China Program International Fellows, 2012–2013
The Lincoln Institute's Program on the People's Republic of China awards research fellowships to international faculty and researchers who are working on land and tax policy issues relevant in China. These fellows undertake research and participate in conferences and other Lincoln Institute activities. Priority topics include urban economics, land use and policy, urban and rural planning, local public finance, and property taxation.
- Yilin Hou
- Professor of Public Finance, Department of Public Administration and Policy, University of Georgia
- Qiang Ren
- Associate Professor, School of Public Finance, Central University of Finance and Economics
- Institutionalizing Local Property Tax in China as Revenue-Service Link and Tool for Higher Efficiency via Public Choice
- This study uses China's recent introduction of local property taxation as a natural experiment to examine how it affects local governmental financial capacity, reshapes intergovernmental relations by increasing local discretion, and raises efficiency in public service provision via more direct channels for public choice.
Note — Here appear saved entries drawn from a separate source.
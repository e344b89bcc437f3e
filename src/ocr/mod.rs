//! OCR Module
//!
//! Recovers text from scanned pages by running several language hypotheses
//! through a recognition engine and keeping the output that looks most like
//! real text in the script it claims to be.
//!
//! ## Usage
//!
//! ```rust,ignore
//! use std::sync::Arc;
//! use docbabel::ocr::{OcrSelector, OcrSelectorConfig, TesseractEngine};
//! use docbabel::pdf::PdftoppmRasterizer;
//!
//! let selector = OcrSelector::new(
//!     Arc::new(TesseractEngine::default()),
//!     Arc::new(PdftoppmRasterizer::default()),
//!     OcrSelectorConfig::default(),
//! );
//!
//! let document = selector.recognize_document(&bytes)?;
//! if document.is_empty() {
//!     // nothing recoverable
//! }
//! ```

mod engine;
mod preprocess;
mod runner;
mod selector;
mod types;

pub use engine::{RecognitionEngine, TesseractEngine};
pub use preprocess::{autocontrast, preprocess, UPSCALE_FACTOR, UPSCALE_THRESHOLD};
pub use runner::CandidateRunner;
pub use selector::{refinement_hypotheses, OcrSelector, OcrSelectorConfig, DEFAULT_CANDIDATES, DEFAULT_DPI};
pub use types::{DocumentText, EngineConfig, OcrCandidate, OcrError, PageRecognition, RecognizedText};

#[cfg(test)]
pub(crate) use engine::MockEngine;
//! Blob-store capability: an opaque, string-keyed persistent value store.
//!
//! The store sees only strings; encoding and decoding of workout data is
//! the `WorkoutStore`'s job. Two implementations are provided: an in-memory
//! map for tests and ephemeral runs, and a file-per-key store with locking
//! and atomic replacement for real persistence.

use crate::{Error, Result};
use fs2::FileExt;
use std::collections::HashMap;
use std::fs::File;
use std::io::{Read, Write};
use std::path::PathBuf;
use tempfile::NamedTempFile;

/// String-keyed blob storage.
pub trait BlobStore {
    /// Read the value stored under `key`, if any.
    fn read(&self, key: &str) -> Result<Option<String>>;

    /// Write `value` under `key`, replacing any previous value.
    fn write(&mut self, key: &str, value: &str) -> Result<()>;
}

/// In-memory blob store.
#[derive(Debug, Default)]
pub struct MemoryBlobStore {
    values: HashMap<String, String>,
}

impl MemoryBlobStore {
    pub fn new() -> Self {
        Self::default()
    }
}

impl BlobStore for MemoryBlobStore {
    fn read(&self, key: &str) -> Result<Option<String>> {
        Ok(self.values.get(key).cloned())
    }

    fn write(&mut self, key: &str, value: &str) -> Result<()> {
        self.values.insert(key.to_string(), value.to_string());
        Ok(())
    }
}

/// File-backed blob store: one `<key>.json` file per key under a directory.
#[derive(Debug)]
pub struct FileBlobStore {
    dir: PathBuf,
}

impl FileBlobStore {
    pub fn new(dir: impl Into<PathBuf>) -> Self {
        Self { dir: dir.into() }
    }

    fn key_path(&self, key: &str) -> PathBuf {
        self.dir.join(format!("{}.json", key))
    }
}

impl BlobStore for FileBlobStore {
    /// Read with a shared lock. A missing file is `None`, not an error.
    fn read(&self, key: &str) -> Result<Option<String>> {
        let path = self.key_path(key);
        if !path.exists() {
            return Ok(None);
        }

        let file = File::open(&path)?;
        file.lock_shared()?;

        let mut contents = String::new();
        let mut reader = std::io::BufReader::new(&file);
        let read_result = reader.read_to_string(&mut contents);
        file.unlock()?;
        read_result?;

        Ok(Some(contents))
    }

    /// Atomically replace the value by:
    /// 1. Writing to a temp file in the same directory
    /// 2. Syncing to disk
    /// 3. Renaming over the original
    fn write(&mut self, key: &str, value: &str) -> Result<()> {
        std::fs::create_dir_all(&self.dir)?;

        let temp = NamedTempFile::new_in(&self.dir)?;

        // Exclusive lock on the temp file serializes concurrent writers
        temp.as_file().lock_exclusive()?;

        {
            let mut writer = std::io::BufWriter::new(temp.as_file());
            writer.write_all(value.as_bytes())?;
            writer.flush()?;
        }

        temp.as_file().sync_all()?;
        temp.as_file().unlock()?;

        temp.persist(self.key_path(key))
            .map_err(|e| Error::Io(e.error))?;

        tracing::debug!("Wrote blob under key {:?} in {:?}", key, self.dir);
        Ok(())
    }
}

#[cfg(test)]
mod tests {
    use super::*;

    #[test]
    fn test_memory_store_roundtrip() {
        let mut store = MemoryBlobStore::new();
        assert_eq!(store.read("workouts").unwrap(), None);

        store.write("workouts", "[]").unwrap();
        assert_eq!(store.read("workouts").unwrap().as_deref(), Some("[]"));
    }

    #[test]
    fn test_file_store_roundtrip() {
        let temp_dir = tempfile::tempdir().unwrap();
        let mut store = FileBlobStore::new(temp_dir.path());

        store.write("workouts", r#"[{"x":1}]"#).unwrap();
        let value = store.read("workouts").unwrap();
        assert_eq!(value.as_deref(), Some(r#"[{"x":1}]"#));
    }

    #[test]
    fn test_file_store_missing_key_is_none() {
        let temp_dir = tempfile::tempdir().unwrap();
        let store = FileBlobStore::new(temp_dir.path());
        assert_eq!(store.read("nonexistent").unwrap(), None);
    }

    #[test]
    fn test_file_store_overwrite_leaves_no_temp_files() {
        let temp_dir = tempfile::tempdir().unwrap();
        let mut store = FileBlobStore::new(temp_dir.path());

        store.write("workouts", "first").unwrap();
        store.write("workouts", "second").unwrap();

        assert_eq!(store.read("workouts").unwrap().as_deref(), Some("second"));

        let extras: Vec<_> = std::fs::read_dir(temp_dir.path())
            .unwrap()
            .filter_map(|e| e.ok())
            .filter(|e| e.file_name() != "workouts.json")
            .collect();
        assert!(
            extras.is_empty(),
            "Expected only workouts.json, found extras: {:?}",
            extras
        );
    }
}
This project is designed to investigate three aspects of introducing the local property tax(LPT): (1) creation of LPT as an institution; (2) LPT as own-source revenue for public services; and (3) LPT revenue as tool to raise efficiency via public choice. The project's objective is to examine the introduction of LPT in the political and state context of China in order to generalize from a country-specific experience and provide new insight into governance issues in local public finance.
- Si-Ming Li
- Chair Professor, Department of Geography and Centre for China Urban and Regional Studies, Hong Kong Baptist University
- Yushu Zhu
- Ph.D. Student, School of Architecture, University of Illinois at Urbana-Champaign
- Sheltering the Floating Poor: Housing Access and Residential Mobility of Rural Migrants in Urban China
- This study investigates two interrelated questions—how low-income households have been affected by the strengthening of market forces in urban land development, and how urban housing markets provide housing for the urban poor. By investigating the patterns of residential mobility of rural migrants through the 2005 national mini-census data, the authors examine the relationship between marketization and housing access/conditions for rural migrants as revealed by prefecture-level variations. The authors also employ the 2005 Guangzhou mini-census micro data and three waves of Guangzhou household survey conducted in 2000, 2005, and 2010 to reveal the trajectory of vertical (downward versus upward) and horizontal (spatial) patterns of residential mobility of rural migrants and identify institutional and individual-level factors that affect their residential moves.
- Jorge Martinez-Vazquez
- Regents Professor, Department of Economics, Georgia State University
- Yongzheng Liu
- Ph.D. Student, Department of Economics, Georgia State University
- Interjurisdictional Tax Competition and the Loss of Farmland in China
- This empirical analysis uses a panel of provincial-level data in China for 1984–2006 to contribute to the current literature on tax competition among provincial governments. The authors calculate for each province the average effective tax rates on foreign investments, which takes into account the tax incentives for which foreign investors are eligible and better reflects the overall effective tax burden born by foreign investments. They examine the impact of each province’s characteristics (including its size and level of industrialization) on the strategic interactions with its neighbors, and how the strategic interactions changed before and after the tax-sharing system reform in 1994. The authors also examine whether some provinces emerge as Stakelberg leaders in the tax competition game, and explore the establishment of development zones as an important conduit of provincial tax competition and possible cause of large-scale loss of farmland.